Старым повесть, а молодым память

Сама попытка заново переосмыслить личность великого князя рязанского Олега Ивановича представляется крайне гуманной и благотворной, ибо речь идет о восстановлении доброго имени человека, сыгравшего немалую роль в судьбе нашей Родины.

Россия — диковинная страна... То ли слишком щедра она на таланты, то ль по другой какой-либо скрытой причине, но лихо порой в ней приходится сыновьям ее.

И где б еще такого композитора, как Чайковский, подозревали в сентиментальности, Тургенева молча признавала банальным, а о великом биологе Н.И. Вавилове слышал далеко не каждый десятиклассник?

Вот и государственным деятелям нашим не очень везет на благосклонность иных наших историков: московские собиратели земли русской кажутся им фигурами скучными и унылыми, а все Рюриково племя на протяжении нескольких сотен лет, за редчайшими исключениями, — чем-то вроде праздных, пустых и грубых разбойников с большой дороги, и только.

А между тем были и среди князей наших удельных люди наизамечательнейшие, Олег Иванович — среди них...

В потомстве ему не повезло, это правда.

Летописи, не сговариваясь, именуют его изменником; более того, две из них — Ермолинская и Львовская — обозвали князя Иудою: может ли быть пакостнее хула для русского человека?

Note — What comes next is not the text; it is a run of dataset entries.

use crate::algorithms::bounds::{content_bounds, vertex_extent_center};
use crate::algorithms::picking::element_at;
use crate::algorithms::selection::elements_in_box;
use crate::error::{GraphError, Result};
use crate::geometry::curve::control_angle;
use crate::geometry::limits;
use crate::geometry::rect::Rect;
use crate::geometry::vector::Vector2;
use crate::geometry::viewport::Viewport;
use crate::load::{LoadToken, LoadTracker};
use crate::model::{EdgeKind, Element, Shape, Vertex, VertexId};
use crate::render::DrawContext;
use crate::Graph;

use capture::{resize_region, BoxRegion, CaptureResize};
use config::{EditorConfig, GridSettings};
use drag::{DragMode, DragPhase, DragState, Ghost};
use input::{KeyEvent, Modifiers, PointerButton, PointerEvent, WheelEvent};
use tool::{Tool, ToolRegistry};

pub const LOADING_TITLE: &str = "Loading...";

/// Style values shared by every selected element; `None` where they differ.
#[derive(Clone, Debug, Default, PartialEq, Serialize)]
#[serde(rename_all = "camelCase")]
pub struct SelectionStyle {
    pub has_vertices: bool,
    pub fill: Option<String>,
    pub shape: Option<Shape>,
    pub radius: Option<f64>,
    pub stroke: Option<String>,
    pub line_width: Option<f64>,
    pub dashed: bool,
}

fn common<T: PartialEq>(mut values: impl Iterator<Item = T>) -> Option<T> {
    let first = values.next()?;
    values.all(|v| v == first).then_some(first)
}

pub struct Editor {
    pub graph: Graph,
    selection: Vec<Element>,
    pub viewport: Viewport,
    pub config: EditorConfig,
    pub grid: GridSettings,
    tools: ToolRegistry,
    tool: Tool,
    drag: DragPhase,
    first_vertex: Option<VertexId>,
    capture_area: Option<Rect>,
    cursor: Vector2,
    modifiers: Modifiers,
    loads: LoadTracker,
}

impl Default for Editor {
    fn default() -> Self {
        Editor::new(EditorConfig::default())
    }
}
use vertedge::{Element, Graph, Vector2, Vertex};

fn triangle() -> (Graph, [vertedge::VertexId; 3]) {
    let mut g = Graph::new();
    let a = g.add_vertex(Vertex::at(Vector2::new(0.0, 0.0)));
    let b = g.add_vertex(Vertex::at(Vector2::new(100.0, 0.0)));
    let c = g.add_vertex(Vertex::at(Vector2::new(50.0, 80.0)));
    g.add_edge(a, b).unwrap();
    g.add_edge(b, c).unwrap();
    g.add_edge(c, a).unwrap();
    (g, [a, b, c])
}

#[test]
fn removing_vertex_cascades_to_edges() {
    let (mut g, [a, b, c]) = triangle();
    g.add_loop(a, Vector2::new(0.0, -40.0)).unwrap();
    assert!(g.remove_vertex(a));
    assert_eq!(g.vertex_count(), 2);
    assert_eq!(g.edge_count(), 1);
    let e = g.edge_ids().next().unwrap();
    let edge = g.edge(e).unwrap();
    assert_eq!((edge.v1, edge.v2), (b, c));
    assert!(!g.remove_vertex(a));
}

#[test]
fn remove_elements_tolerates_stale_ids() {
    let (mut g, [a, b, _]) = triangle();
    let first_edge = g.edge_ids().next().unwrap();
    // the edge goes with `a` but is also listed explicitly
    let removed = g.remove_elements(&[Element::Vertex(a), Element::Edge(first_edge), Element::Vertex(a)]);
    assert_eq!(removed, 2);
    assert_eq!(g.edge_count(), 1);
    assert!(g.contains_element(Element::Vertex(b)));
    assert!(!g.contains_element(Element::Edge(first_edge)));
}

#[test]
fn splitting_a_line_keeps_style_on_first_half() {
    let (mut g, [a, b, _]) = triangle();
    let e = g.edge_ids().next().unwrap();
    g.edge_mut(e).unwrap().stroke = String::from("#ff0000");
    let mid = g.split_edge(e, Vector2::new(30.0, 10.0), 0.01).unwrap();
    assert_eq!(g.vertex(mid).unwrap().pos(), Vector2::new(30.0, 0.0));
    let head = g.edge(e).unwrap();
    assert_eq!((head.v1, head.v2), (a, mid));
    assert_eq!(head.stroke, "#ff0000");
    assert_eq!(head.cp, None);
    let tail = g.edge_ids().last().unwrap();
    let tail = g.edge(tail).unwrap();
    assert_eq!((tail.v1, tail.v2), (mid, b));
    assert_eq!(tail.cp, None);
    assert_eq!(g.edge_count(), 4);
}

#[test]
fn every_mutation_bumps_version() {
    let (mut g, [a, _, _]) = triangle();
    let mut last = g.version();
    let mut check = |g: &Graph| {
        assert!(g.version() > last);
        last = g.version();
    };
    g.vertex_mut(a).unwrap().r = 3.0;
    check(&g);
    g.set_title(Some(String::from("t")));
    check(&g);
    g.clear();
    check(&g);
    g.replace_with(Graph::new());
    check(&g);
}
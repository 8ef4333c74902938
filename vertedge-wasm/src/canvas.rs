use std::f64::consts::TAU;

use js_sys::Array;
use vertedge::render::{DrawContext, PathHitContext};
use wasm_bindgen::JsValue;
use web_sys::CanvasRenderingContext2d;

/// [`DrawContext`] over a browser 2D context. Fallible canvas calls only fail
/// for non-finite arguments, which the canvas ignores anyway.
pub struct CanvasContext(pub CanvasRenderingContext2d);

impl DrawContext for CanvasContext {
    fn begin_path(&mut self) { self.0.begin_path(); }
    fn close_path(&mut self) { self.0.close_path(); }
    fn move_to(&mut self, x: f64, y: f64) { self.0.move_to(x, y); }
    fn line_to(&mut self, x: f64, y: f64) { self.0.line_to(x, y); }
    fn quadratic_curve_to(&mut self, cpx: f64, cpy: f64, x: f64, y: f64) {
        self.0.quadratic_curve_to(cpx, cpy, x, y);
    }
    fn ellipse(&mut self, cx: f64, cy: f64, rx: f64, ry: f64) {
        // a fresh subpath keeps the circle from joining the previous point
        self.0.move_to(cx + rx, cy);
        let _ = self.0.ellipse(cx, cy, rx, ry, 0.0, 0.0, TAU);
    }
    fn rect(&mut self, x: f64, y: f64, w: f64, h: f64) { self.0.rect(x, y, w, h); }
    fn fill(&mut self) { self.0.fill(); }
    fn stroke(&mut self) { self.0.stroke(); }
    fn set_fill_style(&mut self, color: &str) { self.0.set_fill_style_str(color); }
    fn set_stroke_style(&mut self, color: &str) { self.0.set_stroke_style_str(color); }
    fn set_line_width(&mut self, width: f64) { self.0.set_line_width(width); }
    fn set_line_dash(&mut self, dash: &[f64]) {
        let arr: Array = dash.iter().map(|d| JsValue::from_f64(*d)).collect();
        let _ = self.0.set_line_dash(&arr);
    }
    fn is_point_in_path(&mut self, x: f64, y: f64) -> bool { self.0.is_point_in_path_with_f64(x, y) }
    fn is_point_in_stroke(&mut self, x: f64, y: f64) -> bool {
        self.0.is_point_in_stroke_with_x_and_y(x, y)
    }
}

/// Where the editor paints and hit-tests: an attached canvas, or the
/// geometric fallback before one is attached.
pub enum Surface {
    Canvas(CanvasContext),
    Headless(PathHitContext),
}

impl Surface {
    pub fn headless(scale: f64) -> Surface { Surface::Headless(PathHitContext::new(scale)) }

    pub fn context(&mut self) -> &mut dyn DrawContext {
        match self {
            Surface::Canvas(c) => c as &mut dyn DrawContext,
            Surface::Headless(h) => {
                // nothing is painted headless; keep the op log from growing
                h.ops.clear();
                h as &mut dyn DrawContext
            }
        }
    }

    /// Resets the transform to the device pixel ratio and clears the canvas.
    /// Returns `false` for the headless surface.
    pub fn prepare_frame(&mut self, width: f64, height: f64, scale: f64) -> bool {
        match self {
            Surface::Canvas(c) => {
                let _ = c.0.set_transform(scale, 0.0, 0.0, scale, 0.0, 0.0);
                c.0.clear_rect(0.0, 0.0, width, height);
                true
            }
            Surface::Headless(_) => false,
        }
    }
}
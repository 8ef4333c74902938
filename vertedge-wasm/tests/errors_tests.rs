use js_sys::Reflect;
use vertedge_wasm::Editor;
use wasm_bindgen::JsValue;
use wasm_bindgen_test::*;

wasm_bindgen_test_configure!(run_in_browser);

fn is_err(v: &JsValue, code: &str) -> bool {
    if let Ok(ok) =
        Reflect::get(v, &JsValue::from_str("ok")).and_then(|x| x.as_bool().ok_or(JsValue::NULL))
    {
        if ok {
            return false;
        }
        if let Ok(err) = Reflect::get(v, &JsValue::from_str("error")) {
            if let Ok(c) = Reflect::get(&err, &JsValue::from_str("code")) {
                return c.as_string().map_or(false, |s| s == code);
            }
        }
    }
    false
}

fn is_ok(v: &JsValue) -> bool {
    Reflect::get(v, &JsValue::from_str("ok")).ok().and_then(|x| x.as_bool()).unwrap_or(false)
}

#[wasm_bindgen_test]
fn tool_and_view_validation() {
    let mut ed = Editor::new(JsValue::UNDEFINED);
    assert!(is_err(&ed.set_tool_res("lasso"), "invalid_tool"));
    assert!(is_ok(&ed.set_tool_res("move")));
    assert!(is_err(&ed.set_zoom_res(f64::NAN), "non_finite"));
    assert!(is_err(&ed.set_zoom_res(0.0), "out_of_range"));
    assert_eq!(ed.zoom(), 1.0);
    assert!(is_err(&ed.resize_res(f64::INFINITY, 10.0, 1.0), "non_finite"));
    assert!(is_err(&ed.resize_res(10.0, 10.0, -2.0), "out_of_range"));
}

#[wasm_bindgen_test]
fn style_validation_does_not_mutate() {
    let mut ed = Editor::new(JsValue::UNDEFINED);
    assert!(is_err(&ed.set_radius_res(5.0), "empty_selection"));
    ed.load_json(r#"{"vertices":[{"x":0,"y":0}]}"#);
    ed.select_all();
    let ver = ed.version();
    assert!(is_err(&ed.set_radius_res(f64::NAN), "non_finite"));
    assert!(is_err(&ed.set_line_width_res(-1.0), "out_of_range"));
    assert!(is_err(&ed.set_shape_res(9), "invalid_shape"));
    assert_eq!(ed.version(), ver, "state mutated on error");
    assert!(is_ok(&ed.set_shape_res(2)));
}

#[wasm_bindgen_test]
fn document_errors_carry_core_codes() {
    let mut ed = Editor::new(JsValue::UNDEFINED);
    assert!(is_err(&ed.load_json_res("{"), "json_parse"));
    assert!(is_err(&ed.load_json_res(r#"{"vertices":[{"x":0,"y":0}],"edges":[{"v1":0,"v2":4}]}"#), "dangling_vertex"));
    assert!(is_err(&ed.load_json_res(r#"{"vertices":[{"x":0,"y":0,"shape":7}]}"#), "out_of_bounds"));
    assert_eq!(ed.vertex_count(), 0);

    let stale = ed.begin_load();
    let fresh = ed.begin_load();
    assert!(is_err(&ed.finish_load_res(stale, "{}"), "stale_load"));
    assert!(is_ok(&ed.finish_load_res(fresh, r#"{"vertices":[{"x":1,"y":1}]}"#)));
    assert_eq!(ed.vertex_count(), 1);
}

#[wasm_bindgen_test]
fn data_editor_rejects_quietly() {
    let mut ed = Editor::new(JsValue::UNDEFINED);
    assert!(!ed.edit_json("{\"vertices\":"));
    assert!(ed.edit_json(""));
    assert_eq!(ed.title(), "Untitled Graph");
}
use super::*;
use serde_json::json;
use wiremock::matchers::{header, method, path};
use wiremock::{Mock, MockServer, ResponseTemplate};

fn test_config(attempts: u32) -> EmbeddingConfig {
    EmbeddingConfig {
        api_key: Some("test-key".to_string()),
        model: "text-embedding-004".to_string(),
        dimension: 4,
        timeout_secs: 5,
        retry_attempts: attempts,
    }
}

#[test]
fn missing_api_key_is_a_config_error() {
    let config = EmbeddingConfig {
        api_key: None,
        ..EmbeddingConfig::default()
    };
    assert!(GeminiClient::new(&config).is_err());
}

#[tokio::test(flavor = "multi_thread")]
async fn embed_parses_response_vector() {
    let server = MockServer::start().await;

    Mock::given(method("POST"))
        .and(path("/v1beta/models/text-embedding-004:embedContent"))
        .and(header("x-goog-api-key", "test-key"))
        .respond_with(ResponseTemplate::new(200).set_body_json(json!({
            "embedding": { "values": [0.1, 0.2, 0.3, 0.4] }
        })))
        .mount(&server)
        .await;

    let client = GeminiClient::new(&test_config(1))
        .expect("can create client")
        .with_base_url(server.uri().parse().expect("mock server URL is valid"));

    let vector = client.embed("some text").await.expect("embed succeeds");
    assert_eq!(vector, vec![0.1, 0.2, 0.3, 0.4]);
}

#[tokio::test(flavor = "multi_thread")]
async fn client_error_is_rejected_without_retry() {
    let server = MockServer::start().await;

    Mock::given(method("POST"))
        .respond_with(ResponseTemplate::new(400))
        .expect(1)
        .mount(&server)
        .await;

    let client = GeminiClient::new(&test_config(3))
        .expect("can create client")
        .with_base_url(server.uri().parse().expect("mock server URL is valid"));

    let result = client.embed("bad input").await;
    assert!(matches!(result, Err(EmbeddingError::Rejected(_))));
}

#[tokio::test(flavor = "multi_thread")]
async fn server_error_maps_to_unreachable() {
    let server = MockServer::start().await;

    Mock::given(method("POST"))
        .respond_with(ResponseTemplate::new(503))
        .mount(&server)
        .await;

    let client = GeminiClient::new(&test_config(1))
        .expect("can create client")
        .with_base_url(server.uri().parse().expect("mock server URL is valid"));

    let result = client.embed("text").await;
    assert!(matches!(result, Err(EmbeddingError::Unreachable(_))));
}

#[tokio::test(flavor = "multi_thread")]
async fn dimension_mismatch_is_rejected() {
    let server = MockServer::start().await;

    Mock::given(method("POST"))
        .respond_with(ResponseTemplate::new(200).set_body_json(json!({
            "embedding": { "values": [0.1, 0.2] }
        })))
        .mount(&server)
        .await;

    let client = GeminiClient::new(&test_config(1))
        .expect("can create client")
        .with_base_url(server.uri().parse().expect("mock server URL is valid"));

    let result = client.embed("text").await;
    assert!(matches!(result, Err(EmbeddingError::Rejected(_))));
}
use super::*;
use crate::test_support::{FailingIndex, MemoryIndex, StubEmbedder, item};
use async_trait::async_trait;

const DIM: usize = 8;

fn fast_config() -> IndexingConfig {
    IndexingConfig {
        rebuild_interval_mins: 60,
        batch_size: 2,
        item_delay_ms: 0,
        batch_delay_ms: 0,
        delete_chunk_size: 100,
    }
}

fn indexer(index: Arc<dyn VectorIndex>, force: bool) -> Indexer {
    Indexer::new(
        index,
        Arc::new(StubEmbedder::new(DIM)),
        fast_config(),
        Duration::from_secs(3600),
        force,
    )
}

#[test]
fn stats_id_appends_suffix() {
    assert_eq!(stats_id("vid-1"), "vid-1_stats");
}

#[test]
fn general_payload_omits_raw_counters() {
    let item = item("vid-1", "Live Concert", 5_000_000);
    let payload = general_payload(&item);

    assert!(payload.contains("Title: Live Concert"));
    assert!(payload.contains("Publish year: 2023"));
    assert!(payload.contains("regular video"));
    assert!(!payload.contains("5000000"));
    assert!(!payload.contains("Views"));
}

#[test]
fn statistical_payload_uses_coarse_buckets() {
    let item = item("vid-1", "Live Concert", 5_000_000);
    let payload = statistical_payload(&item);

    assert!(payload.contains("Views (thousands): 5000"));
    assert!(payload.contains("Likes (thousands): 100"));
    assert!(payload.contains("Comments (hundreds): 100"));
    assert!(!payload.contains("5000000"));
}

#[test]
fn metadata_truncates_description_and_marks_stats() {
    let mut long = item("vid-1", "Long", 100);
    long.description = "x".repeat(800);

    let general = entry_metadata(&long, "general");
    let description = general["description"].as_str().unwrap();
    assert_eq!(description.chars().count(), 500);
    assert_eq!(general["searchType"], "general");
    assert_eq!(general["type"], "video");
    assert!(general.get("originalId").is_none());

    let stats = entry_metadata(&long, "statistical");
    assert_eq!(stats["originalId"], "vid-1");
    assert_eq!(stats["searchType"], "statistical");
}

#[tokio::test]
async fn rebuild_writes_two_entries_per_item_plus_sentinel() {
    let index = Arc::new(MemoryIndex::new());
    let catalog = vec![
        item("vid-1", "Concert", 5_000_000),
        item("vid-2", "Cover Song", 200_000),
        item("vid-3", "Chat Stream", 80_000),
    ];

    let started_at = Utc::now();
    let outcome = indexer(Arc::clone(&index) as Arc<dyn VectorIndex>, false)
        .rebuild(&catalog)
        .await
        .expect("rebuild succeeds");

    assert!(!outcome.skipped);
    assert_eq!(outcome.items_indexed, 3);
    assert_eq!(outcome.items_failed, 0);
    assert_eq!(outcome.entries_upserted, 6);

    // 2n item entries plus the sentinel
    assert_eq!(index.len(), 7);
    assert!(index.contains("vid-1"));
    assert!(index.contains("vid-1_stats"));
    assert!(index.contains(SENTINEL_ID));

    let sentinel = index.metadata_of(SENTINEL_ID).expect("sentinel exists");
    assert_eq!(sentinel["type"], "timestamp");
    let stamped = DateTime::parse_from_rfc3339(sentinel["timestamp"].as_str().unwrap())
        .expect("sentinel timestamp is RFC 3339")
        .with_timezone(&Utc);
    assert!(stamped >= started_at);
}

#[tokio::test]
async fn metadata_counters_survive_round_trip() {
    let index = Arc::new(MemoryIndex::new());
    let catalog = vec![item("vid-1", "Concert", 5_000_000)];

    indexer(Arc::clone(&index) as Arc<dyn VectorIndex>, false)
        .rebuild(&catalog)
        .await
        .expect("rebuild succeeds");

    let fetched = index
        .fetch(&["vid-1".to_string()])
        .await
        .expect("fetch succeeds");
    let metadata = fetched[0].metadata.as_ref().expect("metadata present");

    assert_eq!(metadata["viewCount"], 5_000_000);
    assert_eq!(metadata["likeCount"], 100_000);
    assert_eq!(metadata["commentCount"], 10_000);
    assert_eq!(metadata["publishYear"], 2023);
}

#[tokio::test]
async fn rebuild_skips_when_index_is_fresh() {
    let index = Arc::new(MemoryIndex::new());
    let catalog = vec![item("vid-1", "Concert", 1000)];

    indexer(Arc::clone(&index) as Arc<dyn VectorIndex>, false)
        .rebuild(&catalog)
        .await
        .expect("first rebuild succeeds");
    let count_after_first = index.len();

    let outcome = indexer(Arc::clone(&index) as Arc<dyn VectorIndex>, false)
        .rebuild(&catalog)
        .await
        .expect("second invocation succeeds");

    assert!(outcome.skipped);
    assert_eq!(outcome.entries_upserted, 0);
    assert_eq!(index.len(), count_after_first);
}

#[tokio::test]
async fn force_flag_overrides_freshness() {
    let index = Arc::new(MemoryIndex::new());
    let catalog = vec![item("vid-1", "Concert", 1000)];

    indexer(Arc::clone(&index) as Arc<dyn VectorIndex>, false)
        .rebuild(&catalog)
        .await
        .expect("first rebuild succeeds");

    let outcome = indexer(Arc::clone(&index) as Arc<dyn VectorIndex>, true)
        .rebuild(&catalog)
        .await
        .expect("forced rebuild succeeds");

    assert!(!outcome.skipped);
    assert_eq!(outcome.items_indexed, 1);
}

struct FlakyEmbedder {
    inner: StubEmbedder,
    fail_marker: &'static str,
}

#[async_trait]
impl Embedder for FlakyEmbedder {
    async fn embed(&self, text: &str) -> Result<Vec<f32>, crate::embeddings::EmbeddingError> {
        if text.contains(self.fail_marker) {
            return Err(crate::embeddings::EmbeddingError::Unreachable(
                "stub outage".to_string(),
            ));
        }
        self.inner.embed(text).await
    }

    fn dimension(&self) -> usize {
        self.inner.dimension()
    }
}

#[tokio::test]
async fn failed_item_is_skipped_not_fatal() {
    let index = Arc::new(MemoryIndex::new());
    let embedder = Arc::new(FlakyEmbedder {
        inner: StubEmbedder::new(DIM),
        fail_marker: "Broken",
    });
    let catalog = vec![item("vid-1", "Fine", 1000), item("vid-2", "Broken", 1000)];

    let outcome = Indexer::new(
        Arc::clone(&index) as Arc<dyn VectorIndex>,
        embedder,
        fast_config(),
        Duration::from_secs(3600),
        false,
    )
    .rebuild(&catalog)
    .await
    .expect("rebuild tolerates item failures");

    assert_eq!(outcome.items_indexed, 1);
    assert_eq!(outcome.items_failed, 1);
    assert!(index.contains("vid-1"));
    assert!(!index.contains("vid-2"));
    assert!(!index.contains("vid-2_stats"));
    assert!(index.contains(SENTINEL_ID));
}

struct UpsertFailingIndex {
    inner: MemoryIndex,
}

#[async_trait]
impl VectorIndex for UpsertFailingIndex {
    async fn upsert(
        &self,
        _records: Vec<crate::store::VectorRecord>,
    ) -> Result<(), crate::store::StoreError> {
        Err(crate::store::StoreError::Unavailable("stub outage".to_string()))
    }

    async fn query(
        &self,
        request: crate::store::QueryRequest,
    ) -> Result<Vec<crate::store::QueryMatch>, crate::store::StoreError> {
        self.inner.query(request).await
    }

    async fn fetch(
        &self,
        ids: &[String],
    ) -> Result<Vec<crate::store::FetchedRecord>, crate::store::StoreError> {
        self.inner.fetch(ids).await
    }

    async fn delete(&self, ids: &[String]) -> Result<u64, crate::store::StoreError> {
        self.inner.delete(ids).await
    }

    async fn info(&self) -> Result<crate::store::IndexInfo, crate::store::StoreError> {
        self.inner.info().await
    }

    async fn reset(&self) -> Result<(), crate::store::StoreError> {
        self.inner.reset().await
    }
}

#[tokio::test]
async fn failed_upsert_leaves_sentinel_untouched() {
    let index = Arc::new(UpsertFailingIndex {
        inner: MemoryIndex::new(),
    });
    let catalog = vec![item("vid-1", "Concert", 1000)];

    let result = indexer(Arc::clone(&index) as Arc<dyn VectorIndex>, false)
        .rebuild(&catalog)
        .await;

    assert!(result.is_err());
    assert!(!index.inner.contains(SENTINEL_ID));
}

#[tokio::test]
async fn unavailable_store_fails_rebuild() {
    let catalog = vec![item("vid-1", "Concert", 1000)];

    let result = indexer(Arc::new(FailingIndex), false).rebuild(&catalog).await;

    assert!(result.is_err());
}

#[tokio::test]
async fn status_reports_counts_and_freshness() {
    let index = Arc::new(MemoryIndex::new());
    let catalog = vec![
        item("vid-1", "Concert", 1000),
        item("vid-2", "Cover", 2000),
        item("vid-3", "Stream", 3000),
    ];

    let indexer = indexer(Arc::clone(&index) as Arc<dyn VectorIndex>, false);

    let before = indexer.status().await;
    assert!(before.should_update);
    assert!(before.last_update.is_none());
    assert_eq!(before.total_vectors, 0);
    assert_eq!(before.estimated_items, 0);

    indexer.rebuild(&catalog).await.expect("rebuild succeeds");

    let after = indexer.status().await;
    assert!(!after.should_update);
    assert!(after.last_update.is_some());
    assert_eq!(after.total_vectors, 7);
    assert_eq!(after.estimated_items, 3);
}

#[tokio::test]
async fn status_degrades_when_store_is_down() {
    let status = indexer(Arc::new(FailingIndex), false).status().await;

    assert!(status.should_update);
    assert!(status.last_update.is_none());
    assert_eq!(status.total_vectors, 0);
}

 Доказательствами особыми летописи себя не утруждают, и здесь не знаешь: то ль это в корысть Олегу, то ли против него — а ну коль о чем-то хорошо известном в ту пору в веках и забылось?

Так что, если б по отношению к историческим лицам применялась "презумпция невиновности", Олег давно б был уже посмертно реабилитирован (или оправдан за недостаточностью улик), однако память народная — с ней не поспоришь...

Будем же справедливыми, разберемся. Доводы Ф. Шахмагонова основательны, хотя и не все они имеют значение одинаковое.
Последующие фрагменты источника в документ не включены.